Практика тоталитарной пропаганды и управления образованием, культурой, наукой не допускала сколько-нибудь систематических разработок и научных построений. Важнее была сама оруэлловская модель двоемыслия, лояльность к власти и готовность соответствовать любым актуальным установкам сверху, менявшимся в соответствии с погодой наверху и запросами на ту или иную версию критики концепций «буржуазной науки». Практически же это означало мелкую контрабанду материала и наблюдений, частных идей и интерпретаций из западного литературоведения, осуществляемую при необходимости, – для диссертаций, специализированных энциклопедий или словарей, которые все-таки, особенно начиная с середины 1960‐х гг., имели чуть более высокий профессиональный уровень, нежели поточные курсы «Истории … литературы … веков».
Только наиболее твердолобые западные советологи могли сохранять иллюзии и продолжать вплоть до нашего времени думать об идеологическом монолите и марксистских убеждениях советских ученых. Для нас более интересным и важным представляется мысль о почти поголовном добровольно-принудительном блудливом цинизме мысли, самоуговоре и защитной уверенности практически любого научного сотрудника или вузовского преподавателя в том, что невежество «нормально», «что уши выше лба не растут», что компиляция уже скомпилированного старшими коллегами материала есть, собственно, свидетельство профпригодности, и т. п. Именно с середины 1960‐х гг. пошел откат советского марксистского литературоведения, вначале потихоньку, затем все более открыто и декларативно начавшего возвращаться к прежней эклектике XIX в. под видом «историко-функционального» направления или «историко-сравнительного» метода. Применительно к русской литературе это проявлялось как медленное пропитывание почвеннической эклектикой, изоляционизмом, идеями русской исключительности (начиная с 1980‐х гг. объявленной выражением «духовности»). Под защитой непробиваемой веры в уникальность и несоизмеримость феноменов русской истории, литературы, культуры пошел настаиваться квасной патриотизм, мутное сознание исторической обманутости, национальной спеси и неполноценности, подавленной ярости и ненависти к властям, собственной интеллектуальной униженности и зависимости, которое никак не могло компенсироваться «религиозным возрождением» (неперебродившей смесью этнических и обрядовых элементов в православии) конца 1970‐х – начала 1980‐х гг., а в еще большей степени – уже в 1990‐х, когда это стало государственной модой, если не этикетом. То, что в подобном умственном и квазинаучном оливье без малейшего усилия соединялись индивидуалистические эксцессы, характерные для модернистского «фэн де сьекля» (эпохи завершения формирования русской национальной культуры), имперская классика, тоталитарный футуристический авангард и советская культура мобилизационного общества, говорит об отсутствии уже к середине 1980‐х гг. каких-либо значимых представлений об истории будь то литературы, общества или культуры – и о явной ненужности для филологических исследований теоретических систем координат, без которых конструкций «истории» не бывает.
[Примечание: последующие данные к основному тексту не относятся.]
pub mod exporter;
pub mod retry_policy;

pub use exporter::{export, write_exports, ExportFormat};
pub use retry_policy::{Backoff, RetryDecision, RetryPolicy};
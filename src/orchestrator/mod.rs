//! 编排层（Orchestration Layer）
//!
//! ## 模块划分
//!
//! ### `job_store` - 作业存储
//! - 创建 / 查询 / 列表 / 删除作业
//! - 为每个作业启动一个后台调度任务
//! - 导出已完成作业的结果
//!
//! ### `scheduler` - 作业调度器
//! - 启动检查（空输入、Id 重复、连接可用性）
//! - 固定数量的通道并发取题，单通道内按间隔限流
//! - 连续失败后暂停
//! - 协作式取消
//!
//! ## 层次关系
//!
//! ```text
//! job_store (处理 Vec<Job>)
//!     ↓
//! scheduler (处理单个 Job 的 Vec<Question>)
//!     ↓
//! workflow::QuestionRunner (处理单个 Question)
//!     ↓
//! services::RetryPolicy / clients::AnalystConnection
//! ```

pub mod job_store;
pub mod scheduler;

pub use job_store::JobStore;
pub use scheduler::SchedulerSettings;
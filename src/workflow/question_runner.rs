//! 单题执行流程 - 流程层
//!
//! 核心职责：定义"一道题"的完整处理流程
//!
//! 流程顺序：
//! 1. 调用远程分析接口（带单次尝试时限）
//! 2. 失败时询问重试策略，需要则等待后再试
//! 3. 成功、放弃或作业被取消时生成 `QuestionResult`
//!
//! 所有失败路径都以结果结束，不会把错误抛给调度器。

use std::sync::atomic::{AtomicBool, Ordering};
use std::time::{Duration, Instant};

use tokio::time::{sleep, timeout};
use tracing::{debug, error, info, warn};

use crate::clients::{AnalystConnection, AnalystFailure};
use crate::models::{Question, QuestionResult};
use crate::services::{RetryDecision, RetryPolicy};
use crate::utils::logging::truncate_text;
use crate::workflow::question_ctx::QuestionCtx;

/// 单题执行器
///
/// - 不持有连接，每次调用时由调度器传入
/// - 只处理单个 Question
/// - 不关心作业状态和计数
#[derive(Debug, Clone)]
pub struct QuestionRunner {
    retry_policy: RetryPolicy,
    /// 单次尝试（问题调用 + SQL 执行）的总时限
    attempt_timeout: Duration,
}

impl QuestionRunner {
    pub fn new(retry_policy: RetryPolicy, attempt_timeout: Duration) -> Self {
        Self {
            retry_policy,
            attempt_timeout,
        }
    }

    /// 执行一道题，直到成功、放弃或被取消
    ///
    /// `cancelled` 在每次重试等待前后检查，置位后不再发起新的调用，
    /// 以最后一次失败作为结果。
    pub async fn run(
        &self,
        question: &Question,
        connection: &dyn AnalystConnection,
        ctx: &QuestionCtx,
        cancelled: &AtomicBool,
    ) -> QuestionResult {
        let started = Instant::now();
        info!("{} 问题: {}", ctx, truncate_text(&question.text, 80));

        if question.text.trim().is_empty() {
            let failure = AnalystFailure::semantic("question text is empty");
            warn!("{} ⚠️ 题目为空，跳过调用", ctx);
            return QuestionResult::failed(question, &failure, 0, started.elapsed());
        }

        let mut attempts: u32 = 0;
        loop {
            attempts += 1;
            debug!("{} 第 {} 次调用", ctx, attempts);

            let outcome =
                match timeout(self.attempt_timeout, connection.ask(&question.text)).await {
                    Ok(outcome) => outcome,
                    Err(_) => Err(AnalystFailure::timeout(self.attempt_timeout)),
                };

            let failure = match outcome {
                Ok(answer) => {
                    info!(
                        "{} ✓ 成功 (第 {} 次调用, 接口耗时 {}ms, request_id={})",
                        ctx,
                        attempts,
                        answer.api_duration.as_millis(),
                        answer.request_id.as_deref().unwrap_or("-")
                    );
                    return QuestionResult::success(question, answer, attempts, started.elapsed());
                }
                Err(failure) => failure,
            };

            let delay = match self.retry_policy.decide(failure.kind, attempts) {
                RetryDecision::RetryAfter(delay) => delay,
                RetryDecision::GiveUp => {
                    error!("{} ❌ 放弃: {} (共调用 {} 次)", ctx, failure, attempts);
                    return QuestionResult::failed(question, &failure, attempts, started.elapsed());
                }
            };

            if cancelled.load(Ordering::SeqCst) {
                warn!("{} 🛑 作业已取消，不再重试: {}", ctx, failure);
                return QuestionResult::failed(question, &failure, attempts, started.elapsed());
            }

            warn!(
                "{} ⚠️ 调用失败 ({}), {:?} 后重试 ({}/{})",
                ctx,
                failure,
                delay,
                attempts,
                self.retry_policy.max_retries()
            );
            sleep(delay).await;

            if cancelled.load(Ordering::SeqCst) {
                warn!("{} 🛑 作业已取消，不再重试: {}", ctx, failure);
                return QuestionResult::failed(question, &failure, attempts, started.elapsed());
            }
        }
    }
}
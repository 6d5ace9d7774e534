pub mod question_ctx;
pub mod question_runner;

pub use question_ctx::QuestionCtx;
pub use question_runner::QuestionRunner;
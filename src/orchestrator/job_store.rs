//! 作业存储 - 编排层
//!
//! 进程内的作业表：创建作业并交给调度器在后台执行，提供查询、列表、删除和导出。
//!
//! - 作业表用读写锁保护，每个作业另有一把锁，不同作业之间互不阻塞
//! - 对外返回的都是快照，调用方拿不到可变引用
//! - 删除会先发出取消信号，正在执行的题目结束后结果被丢弃

use std::collections::HashMap;
use std::sync::Arc;
use std::time::Duration;

use tokio::sync::RwLock;
use tokio::time::sleep;
use tracing::info;
use uuid::Uuid;

use crate::clients::AnalystConnection;
use crate::config::Config;
use crate::error::{AppResult, JobError};
use crate::models::{Job, JobSummary, Question};
use crate::orchestrator::scheduler::{self, JobEntry, SchedulerSettings};
use crate::services::{exporter, ExportFormat, RetryPolicy};
use crate::utils::logging;
use crate::workflow::QuestionRunner;

/// 作业存储
#[derive(Debug)]
pub struct JobStore {
    jobs: RwLock<HashMap<String, Arc<JobEntry>>>,
    runner: QuestionRunner,
    settings: SchedulerSettings,
}

impl JobStore {
    pub fn new(retry_policy: RetryPolicy, settings: SchedulerSettings) -> Self {
        let runner = QuestionRunner::new(retry_policy, settings.attempt_timeout);
        Self {
            jobs: RwLock::new(HashMap::new()),
            runner,
            settings,
        }
    }

    pub fn from_config(config: &Config) -> Self {
        Self::new(config.retry_policy(), config.scheduler_settings())
    }

    /// 创建作业并立即在后台开始执行，返回作业 Id
    ///
    /// 输入问题（空列表、Id 重复）和连接问题不会在这里报错，
    /// 而是体现在作业的 `failed` 状态上。
    pub async fn create(
        &self,
        questions: Vec<Question>,
        connection: Arc<dyn AnalystConnection>,
    ) -> String {
        let job_id = Uuid::new_v4().to_string();
        let total = questions.len();
        let entry = Arc::new(JobEntry::new(Job::new(job_id.clone(), questions)));

        self.jobs
            .write()
            .await
            .insert(job_id.clone(), Arc::clone(&entry));
        logging::log_job_created(&job_id, total);

        tokio::spawn(scheduler::run_job(
            entry,
            connection,
            self.runner.clone(),
            self.settings.clone(),
        ));

        job_id
    }

    /// 获取作业快照
    pub async fn get(&self, job_id: &str) -> Result<Job, JobError> {
        let entry = self.entry(job_id).await?;
        let job = entry.job.lock().await;
        Ok(job.clone())
    }

    /// 所有作业的摘要，按创建时间排序
    pub async fn list(&self) -> Vec<JobSummary> {
        let entries: Vec<Arc<JobEntry>> = self.jobs.read().await.values().cloned().collect();

        let mut summaries = Vec::with_capacity(entries.len());
        for entry in entries {
            summaries.push(entry.job.lock().await.summary());
        }
        summaries.sort_by(|a, b| {
            a.created_at
                .cmp(&b.created_at)
                .then_with(|| a.job_id.cmp(&b.job_id))
        });
        summaries
    }

    /// 删除作业；运行中的作业会被取消
    pub async fn delete(&self, job_id: &str) -> Result<(), JobError> {
        let entry = self
            .jobs
            .write()
            .await
            .remove(job_id)
            .ok_or_else(|| JobError::NotFound {
                job_id: job_id.to_string(),
            })?;

        entry.cancel().await;
        info!("[作业 {}] 🗑️ 已删除", job_id);
        Ok(())
    }

    /// 导出已完成作业的结果
    pub async fn export(&self, job_id: &str, format: ExportFormat) -> AppResult<Vec<u8>> {
        let job = self.get(job_id).await?;
        Ok(exporter::export(&job, format)?)
    }

    /// 轮询直到作业进入终态，返回终态快照
    ///
    /// 作业在等待期间被删除时返回 `NotFound`。
    pub async fn wait_for_terminal(
        &self,
        job_id: &str,
        poll_interval: Duration,
    ) -> Result<Job, JobError> {
        loop {
            let job = self.get(job_id).await?;
            if job.is_terminal() {
                return Ok(job);
            }
            sleep(poll_interval).await;
        }
    }

    async fn entry(&self, job_id: &str) -> Result<Arc<JobEntry>, JobError> {
        self.jobs
            .read()
            .await
            .get(job_id)
            .cloned()
            .ok_or_else(|| JobError::NotFound {
                job_id: job_id.to_string(),
            })
    }
}
use std::path::{Path, PathBuf};
use std::sync::Arc;

use anyhow::{bail, Context, Result};
use tracing::{error, info, warn};

use cortex_analyst_batch::models::load_questions;
use cortex_analyst_batch::services::write_exports;
use cortex_analyst_batch::utils::logging;
use cortex_analyst_batch::{AnalystConnection, Config, CortexAnalystClient, JobStore};

#[tokio::main]
async fn main() -> Result<()> {
    let mut args = std::env::args().skip(1);
    let Some(questions_path) = args.next().map(PathBuf::from) else {
        bail!("用法: cortex-batch <questions.csv> [config.toml]");
    };
    let config_path = args.next().map(PathBuf::from);

    // 加载配置
    let config = match &config_path {
        Some(path) => Config::from_toml_file(path)
            .await
            .with_context(|| format!("加载配置失败: {}", path.display()))?,
        None => Config::from_env(),
    };

    // 初始化日志
    logging::init(&config.log_level);
    config.validate().context("配置校验失败")?;
    logging::log_startup(&config);

    run(config, &questions_path).await
}

async fn run(config: Config, questions_path: &Path) -> Result<()> {
    let questions = load_questions(questions_path).await?;
    info!("✓ 从 {} 读取到 {} 道题", questions_path.display(), questions.len());

    let client = CortexAnalystClient::from_config(&config).context("创建 Cortex 客户端失败")?;
    let connection: Arc<dyn AnalystConnection> = Arc::new(client);

    let store = JobStore::from_config(&config);
    let job_id = store.create(questions, connection).await;

    let mut ticker = tokio::time::interval(config.poll_interval());
    let job = loop {
        tokio::select! {
            _ = ticker.tick() => {
                let job = store.get(&job_id).await?;
                if job.is_terminal() {
                    break job;
                }
                logging::log_status(&job.summary());
            }
            _ = tokio::signal::ctrl_c() => {
                warn!("🛑 收到中断信号，取消作业 {}", job_id);
                store.delete(&job_id).await?;
                return Ok(());
            }
        }
    };

    let mut outputs = Vec::new();
    if job.status().is_finished() {
        let (json_path, csv_path) = write_exports(&job, Path::new(&config.output_dir)).await?;
        outputs.push(json_path.display().to_string());
        outputs.push(csv_path.display().to_string());
    } else {
        error!("❌ 作业未完成 ({})，不导出结果", job.status());
    }

    logging::print_final_stats(&job, &outputs);
    Ok(())
}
Вторым типом представлений об «историческом» состоянии литературы можно считать описания парных или микрогрупповых отношений между двумя-тремя отдельными литераторами – атмосфера салонной или кружковой литературной среды, биографические обстоятельства и прочие ситуативные моменты литературной жизни, взятые вне общего контекста, как отдельные мозаичные осколки, кусочки смальты воображаемой, но несуществующей панорамы или экспозиции литературной жизни. Огромное множество литературных работ, строящихся по принципу «N и М: к истории взаимоотношений» (переписки, взаимосвязи или переклички мотивов, цитаций, внутрилитературных или любовных конфликтов и бриколажа), образовывало ту биомассу литературоведческого планктона, которая заполняла все журналы и которую медленно несло общим потоком социальной жизни в 1990‐е гг. Она слабо – скорее рефлекторно – реагировала на сигналы окружающей среды (питание, размножение, пассивное избегание неблагоприятных экологических факторов, руководствуясь давно заявленным принципом известного литературоведа – «порядочный человек не даст себя повесить») и т. п.